**** INFORMATION SHOWN ****

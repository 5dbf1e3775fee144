use std::collections::HashSet;

use chrono::NaiveDateTime;

use crate::item::{Item, StatusId};

/// The API never returns more than this many posts for an account, however
/// it is paginated. Anything older is only reachable through an export.
pub const API_CEILING: usize = 3200;

/// Posts/reposts allowed to survive a run. Kept below [`API_CEILING`] so the
/// account never again accumulates more than the API can list.
pub const HARD_CAP: usize = API_CEILING - 100;

/// Keep/delete rule for a single item.
#[derive(Debug, Clone, Default)]
pub struct RetentionPolicy {
    keep_days: i64,
    keep_ids: HashSet<StatusId>,
}

impl RetentionPolicy {
    pub fn new(keep_days: u32, keep_ids: impl IntoIterator<Item = StatusId>) -> Self {
        Self {
            keep_days: i64::from(keep_days),
            keep_ids: keep_ids.into_iter().collect(),
        }
    }

    /// Age in calendar days between the item's creation and `now`.
    pub fn age_days(item: &Item, now: NaiveDateTime) -> i64 {
        (now.date() - item.created_at().date()).num_days()
    }

    /// Items at most `keep_days` old are kept; older ones are deleted unless
    /// pinned in `keep_ids`.
    pub fn should_delete(&self, item: &Item, now: NaiveDateTime) -> bool {
        if Self::age_days(item, now) <= self.keep_days {
            return false;
        }

        !self.keep_ids.contains(&item.id())
    }

    pub fn is_pinned(&self, id: StatusId) -> bool {
        self.keep_ids.contains(&id)
    }
}
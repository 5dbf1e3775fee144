use std::path::Path;

use anyhow::{Context, Result};
use chrono::Utc;
use tracing::info;

use langolier::client::TwitterClient;
use langolier::{Config, RunOptions, RunOrchestrator, RunSummary, StatusId};

use crate::cli::Cli;

/// Run one purge as described by the command line.
///
/// 1. Loads and validates the config.
/// 2. Builds the signed API client (needed for deletes in both modes).
/// 3. Runs archive mode when `--archive` is given, API mode otherwise.
pub async fn dispatch(cli: Cli) -> Result<RunSummary> {
    let config = Config::load(cli.config.as_deref()).context("load configuration")?;

    if cli.force {
        info!("Using force.");
    }
    if let Some(skip) = cli.skip {
        info!("Skipping past ID {skip}.");
    }

    let policy = config.retention_policy()?;
    let client = TwitterClient::new(&config.api_base, config.credentials()?)
        .with_per_page(config.per_page);
    let options = RunOptions {
        force: cli.force,
        skip: cli.skip.map(StatusId::new),
        hard_cap: config.hard_cap,
    };
    let orchestrator = RunOrchestrator::new(&policy, &client, options, Utc::now().naive_utc());

    let summary = match cli.archive {
        Some(dir) => {
            let dir = shellexpand::tilde(&dir.to_string_lossy()).into_owned();
            orchestrator
                .run_archive_dir(Path::new(&dir))
                .await
                .with_context(|| format!("archive run over {dir}"))?
        }
        None => orchestrator
            .run_api(&client, &config.screen_name)
            .await
            .with_context(|| format!("API run for @{}", config.screen_name))?,
    };

    Ok(summary)
}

****

**WORK REQUEST**
The lines above starting at the one that contains "pub async fn" and ending at the one that contains "let policy = config.retention_policy()?;" must be transcribed exactly, and no other lines may appear.

**RESULT OF THE EXERCISE**
pub async fn dispatch(cli: Cli) -> Result<RunSummary> {
    let config = Config::load(cli.config.as_deref()).context("load configuration")?;

    if cli.force {
        info!("Using force.");
    }
    if let Some(skip) = cli.skip {
        info!("Skipping past ID {skip}.");
    }

    let policy = config.retention_policy()?;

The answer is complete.